**Your assignment:**
Supply the number of lines in the data below that hold "true", and let that number be the whole answer.

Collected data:

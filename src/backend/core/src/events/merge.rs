//! Union and de-duplication of the two event streams.
//!
//! Two records describe the same real edit when their timestamps round to the
//! same second. Fine records are folded in first, so a fine record always
//! wins over a coarse one; within one source the earliest-seen record wins.

use metrics::counter;
use serde::{Deserialize, Serialize};
use std::collections::HashMap;
use tracing::debug;

use super::record::{ActionKind, RawEvent, SourceKind};

/// Bookkeeping from one merge.
#[derive(Debug, Clone, Copy, Default, PartialEq, Eq, Serialize, Deserialize)]
pub struct MergeStats {
    pub kept: usize,
    pub discarded_fine: usize,
    pub discarded_coarse: usize,
    /// Kept records whose action kind was raised by a discarded duplicate.
    pub upgraded: usize,
}

impl MergeStats {
    pub fn discarded(&self) -> usize {
        self.discarded_fine + self.discarded_coarse
    }
}

/// Apply the coarse-only action signals.
///
/// The coarse log is the only place that knows whether a snapshot was run or
/// submitted, so an explicit `is_submission` flag or a recorded run result
/// outranks whatever kind the record was written with.
pub fn promote_coarse(event: &mut RawEvent) {
    if event.source != SourceKind::Coarse {
        return;
    }
    if event.is_submission {
        event.action_kind = ActionKind::Submission;
    } else if event.has_run_result() && event.action_kind.rank() < ActionKind::Run.rank() {
        event.action_kind = ActionKind::Run;
    }
}

/// Fold a discarded duplicate into the record that survives it.
///
/// Returns true when the kept record's action kind changed.
pub(crate) fn absorb(kept: &mut RawEvent, duplicate: &mut RawEvent) -> bool {
    let mut upgraded = false;
    if duplicate.action_kind.is_significant() && duplicate.action_kind.rank() > kept.action_kind.rank() {
        kept.action_kind = duplicate.action_kind;
        upgraded = true;
    }
    if kept.output.is_none() {
        kept.output = duplicate.output.take();
    }
    if kept.error.is_none() {
        kept.error = duplicate.error.take();
    }
    kept.is_submission |= duplicate.is_submission;
    upgraded
}

/// Merge both streams into one de-duplicated, un-sorted set.
///
/// The result preserves first-seen order: surviving fine records in input
/// order, then surviving coarse records in input order.
pub fn merge(fine: Vec<RawEvent>, coarse: Vec<RawEvent>) -> (Vec<RawEvent>, MergeStats) {
    let mut stats = MergeStats::default();
    let mut kept: Vec<RawEvent> = Vec::with_capacity(fine.len() + coarse.len());
    let mut by_second: HashMap<i64, usize> = HashMap::with_capacity(fine.len() + coarse.len());

    let events = fine.into_iter().chain(coarse.into_iter().map(|mut event| {
        promote_coarse(&mut event);
        event
    }));

    for mut event in events {
        let key = event.dedup_key();
        match by_second.get(&key) {
            Some(&index) => {
                match event.source {
                    SourceKind::Fine => stats.discarded_fine += 1,
                    SourceKind::Coarse => stats.discarded_coarse += 1,
                }
                if absorb(&mut kept[index], &mut event) {
                    stats.upgraded += 1;
                }
            }
            None => {
                by_second.insert(key, kept.len());
                kept.push(event);
            }
        }
    }

    stats.kept = kept.len();
    if stats.discarded() > 0 {
        counter!("codetrail_dedup_discarded_total").increment(stats.discarded() as u64);
    }
    debug!(
        kept = stats.kept,
        discarded_fine = stats.discarded_fine,
        discarded_coarse = stats.discarded_coarse,
        upgraded = stats.upgraded,
        "Merged event streams"
    );

    (kept, stats)
}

**Reply to the task:**
2